What you produce should be every line from the data that includes "refresh".

┌─ Input for this task

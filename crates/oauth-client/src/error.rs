//! Error types for OAuth client operations

/// Errors from OAuth token exchange and refresh.
#[derive(Debug, thiserror::Error)]
pub enum Error {
    #[error("HTTP request failed: {0}")]
    Http(String),

    #[error("token exchange failed: {0}")]
    TokenExchange(String),

    #[error("refresh token rejected: {0}")]
    InvalidCredentials(String),
}

/// Result alias for OAuth client operations.
pub type Result<T> = std::result::Result<T, Error>;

└─

• _Answer to this problem_:
/// Errors from OAuth token exchange and refresh.
    #[error("refresh token rejected: {0}")]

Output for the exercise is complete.